Irish film director (1893–1950)

Rex Ingram (born Reginald Ingram Montgomery Hitchcock; 15 January 1893 – 21 July 1950) was an Irish film director, producer, writer, and actor. Director Erich von Stroheim once called him "the world's greatest director".

==Early life==
Born 15 January 1893 in 58 Grosvenor Square, Rathmines, Dublin, Ireland, (where a plaque commemorates his birth), Ingram was educated at Saint Columba's College, near Rathfarnham, County Dublin. He spent much of his adolescence living in the Old Rectory, Kinnitty, Birr, County Offaly, where his father, Reverend Francis Hitchcock, was the Church of Ireland rector. Ingram emigrated to the United States in 1911.
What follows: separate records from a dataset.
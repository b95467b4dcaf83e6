//! OBIS-style register codes and the cumulative-code classification table.

use crate::error::{AppError, Result};
use serde::{Deserialize, Deserializer, Serialize, Serializer};
use std::collections::BTreeMap;
use std::fmt;
use std::str::FromStr;

/// Value group B marking a delta series.
pub const DELTA_CHANNEL: u8 = 65;
/// Value group B marking a running period series.
pub const PERIOD_CHANNEL: u8 = 66;
/// Value group B marking an average-rate series.
pub const AVERAGE_CHANNEL: u8 = 67;

/// Six-component register code `A.B.C.D.E.F`.
#[derive(Debug, Clone, Copy, PartialEq, Eq, Hash, PartialOrd, Ord)]
pub struct RegisterCode([u8; 6]);

impl RegisterCode {
    pub const fn new(a: u8, b: u8, c: u8, d: u8, e: u8, f: u8) -> Self {
        Self([a, b, c, d, e, f])
    }

    pub fn components(&self) -> [u8; 6] {
        self.0
    }

    /// Same code on another value group B channel.
    pub const fn with_channel(&self, b: u8) -> Self {
        let [a, _, c, d, e, f] = self.0;
        Self([a, b, c, d, e, f])
    }

    pub const fn with_quantity(&self, c: u8, d: u8) -> Self {
        let [a, b, _, _, e, f] = self.0;
        Self([a, b, c, d, e, f])
    }
}

impl fmt::Display for RegisterCode {
    fn fmt(&self, f: &mut fmt::Formatter<'_>) -> fmt::Result {
        let [a, b, c, d, e, g] = self.0;
        write!(f, "{}.{}.{}.{}.{}.{}", a, b, c, d, e, g)
    }
}

/// Accepts the dotted form `1.0.1.8.0.255` and the IEC form `1-0:1.8.0*255`.
impl FromStr for RegisterCode {
    type Err = AppError;

    fn from_str(s: &str) -> Result<Self> {
        let parts: Vec<&str> = s.trim().split(['.', '-', ':', '*']).collect();
        if parts.len() != 6 {
            return Err(AppError::Format(format!("invalid register code: {}", s)));
        }

        let mut out = [0u8; 6];
        for (slot, part) in out.iter_mut().zip(parts) {
            *slot = part.parse::<u8>().map_err(|_| {
                AppError::Range(format!("register code component '{}' in {}", part, s))
            })?;
        }
        Ok(Self(out))
    }
}

impl Serialize for RegisterCode {
    fn serialize<S: Serializer>(&self, serializer: S) -> std::result::Result<S::Ok, S::Error> {
        serializer.collect_str(self)
    }
}

impl<'de> Deserialize<'de> for RegisterCode {
    fn deserialize<D: Deserializer<'de>>(deserializer: D) -> std::result::Result<Self, D::Error> {
        let s = String::deserialize(deserializer)?;
        s.parse().map_err(serde::de::Error::custom)
    }
}

pub const ELECTR_ACTIVE_ENERGY_IMPORT: RegisterCode = RegisterCode::new(1, 0, 1, 8, 0, 255);
pub const ELECTR_ACTIVE_ENERGY_EXPORT: RegisterCode = RegisterCode::new(1, 0, 2, 8, 0, 255);
pub const ELECTR_ACTIVE_ENERGY_IMPORT_L1: RegisterCode = RegisterCode::new(1, 0, 21, 8, 0, 255);
pub const ELECTR_ACTIVE_ENERGY_IMPORT_L2: RegisterCode = RegisterCode::new(1, 0, 41, 8, 0, 255);
pub const ELECTR_ACTIVE_ENERGY_IMPORT_L3: RegisterCode = RegisterCode::new(1, 0, 61, 8, 0, 255);
pub const ELECTR_ACTIVE_POWER_IMPORT: RegisterCode = RegisterCode::new(1, 0, 1, 7, 0, 255);
pub const ELECTR_ACTIVE_POWER_EXPORT: RegisterCode = RegisterCode::new(1, 0, 2, 7, 0, 255);
pub const ELECTR_NET_ENERGY_DELTA: RegisterCode = RegisterCode::new(1, DELTA_CHANNEL, 16, 8, 0, 255);
pub const ELECTR_NET_ENERGY_PERIOD: RegisterCode =
    RegisterCode::new(1, PERIOD_CHANNEL, 16, 8, 0, 255);

pub const HEAT_ENERGY: RegisterCode = RegisterCode::new(6, 0, 1, 0, 0, 255);
pub const HEAT_VOLUME: RegisterCode = RegisterCode::new(6, 0, 2, 0, 0, 255);
pub const HEAT_POWER: RegisterCode = RegisterCode::new(6, 0, 8, 0, 0, 255);
pub const HEAT_FLOW: RegisterCode = RegisterCode::new(6, 0, 9, 0, 0, 255);
pub const HEAT_FLOW_TEMPERATURE: RegisterCode = RegisterCode::new(6, 0, 10, 0, 0, 255);
pub const HEAT_RETURN_TEMPERATURE: RegisterCode = RegisterCode::new(6, 0, 11, 0, 0, 255);

pub const COLD_WATER_VOLUME: RegisterCode = RegisterCode::new(8, 0, 1, 0, 0, 255);
pub const COLD_WATER_FLOW: RegisterCode = RegisterCode::new(8, 0, 2, 0, 0, 255);
pub const HOT_WATER_VOLUME: RegisterCode = RegisterCode::new(9, 0, 1, 0, 0, 255);
pub const HOT_WATER_FLOW: RegisterCode = RegisterCode::new(9, 0, 2, 0, 0, 255);

pub const ROOM_TEMPERATURE: RegisterCode = RegisterCode::new(15, 0, 223, 0, 0, 255);
pub const ROOM_RELATIVE_HUMIDITY: RegisterCode = RegisterCode::new(15, 0, 223, 0, 2, 255);

/// Companion codes implied by a cumulative register.
#[derive(Debug, Clone, Copy, PartialEq, Eq)]
pub struct DerivedCodes {
    pub delta: RegisterCode,
    pub period: RegisterCode,
    pub average: RegisterCode,
}

/// Net series computed as `minuend - subtrahend`.
#[derive(Debug, Clone, Copy, PartialEq, Eq)]
pub struct DifferenceDefinition {
    pub code: RegisterCode,
    pub minuend: RegisterCode,
    pub subtrahend: RegisterCode,
}

/// Immutable register classification table. Build it once and pass it by
/// reference to whatever needs it.
#[derive(Debug, Clone, Default)]
pub struct RegisterTable {
    cumulative: BTreeMap<RegisterCode, DerivedCodes>,
    differences: Vec<DifferenceDefinition>,
}

impl RegisterTable {
    pub fn new() -> Self {
        Self::default()
    }

    /// Table covering the electricity, heat and water registers the meters
    /// in this installation report.
    pub fn standard() -> Self {
        let mut table = Self::new();

        for energy in [
            ELECTR_ACTIVE_ENERGY_IMPORT,
            ELECTR_ACTIVE_ENERGY_EXPORT,
            ELECTR_ACTIVE_ENERGY_IMPORT_L1,
            ELECTR_ACTIVE_ENERGY_IMPORT_L2,
            ELECTR_ACTIVE_ENERGY_IMPORT_L3,
        ] {
            let [_, _, c, _, _, _] = energy.components();
            table = table.with_cumulative(energy, energy.with_quantity(c, 7));
        }

        table = table
            .with_cumulative(HEAT_ENERGY, HEAT_POWER)
            .with_cumulative(HEAT_VOLUME, HEAT_FLOW)
            .with_cumulative(COLD_WATER_VOLUME, COLD_WATER_FLOW)
            .with_cumulative(HOT_WATER_VOLUME, HOT_WATER_FLOW);

        let import = table.cumulative[&ELECTR_ACTIVE_ENERGY_IMPORT];
        let export = table.cumulative[&ELECTR_ACTIVE_ENERGY_EXPORT];
        table
            .with_difference(ELECTR_NET_ENERGY_DELTA, import.delta, export.delta)
            .with_difference(ELECTR_NET_ENERGY_PERIOD, import.period, export.period)
    }

    /// Registers `source` as cumulative. `rate` is the instantaneous
    /// quantity whose average channel receives the average-rate series.
    pub fn with_cumulative(mut self, source: RegisterCode, rate: RegisterCode) -> Self {
        self.cumulative.insert(
            source,
            DerivedCodes {
                delta: source.with_channel(DELTA_CHANNEL),
                period: source.with_channel(PERIOD_CHANNEL),
                average: rate.with_channel(AVERAGE_CHANNEL),
            },
        );
        self
    }

    pub fn with_difference(
        mut self,
        code: RegisterCode,
        minuend: RegisterCode,
        subtrahend: RegisterCode,
    ) -> Self {
        self.differences.push(DifferenceDefinition {
            code,
            minuend,
            subtrahend,
        });
        self
    }

    pub fn is_cumulative(&self, code: &RegisterCode) -> bool {
        self.cumulative.contains_key(code)
    }

    pub fn derived(&self, code: &RegisterCode) -> Option<&DerivedCodes> {
        self.cumulative.get(code)
    }

    pub fn differences(&self) -> &[DifferenceDefinition] {
        &self.differences
    }
}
His brother Francis joined the British Army and fought during World War I, during which he was awarded the Military Cross.

==Career==
Ingram studied sculpture at the Yale University School of Art, where he contributed to campus humour magazine The Yale Record. He soon moved into film, first taking acting work in 1913 and then writing, producing and directing. His first work as producer-director was in 1916 on the romantic drama The Great Problem. He worked for Edison Studios, Fox Film Corporation, Vitagraph Studios, and then MGM, directing mainly action or supernatural films.

He moved to Metro in 1920, where he was under the supervision of executive June Mathis. Mathis and Ingram would go on to make four films together: Hearts Are Trumps, The Four Horsemen of the Apocalypse, The Conquering Power, and Turn to the Right. It is believed the two were romantically involved. Ingram and Mathis had begun to grow distant when her new find, Rudolph Valentino, began to overshadow Ingram's own fame. Their relationship ended when Ingram eloped with Alice Terry in 1921.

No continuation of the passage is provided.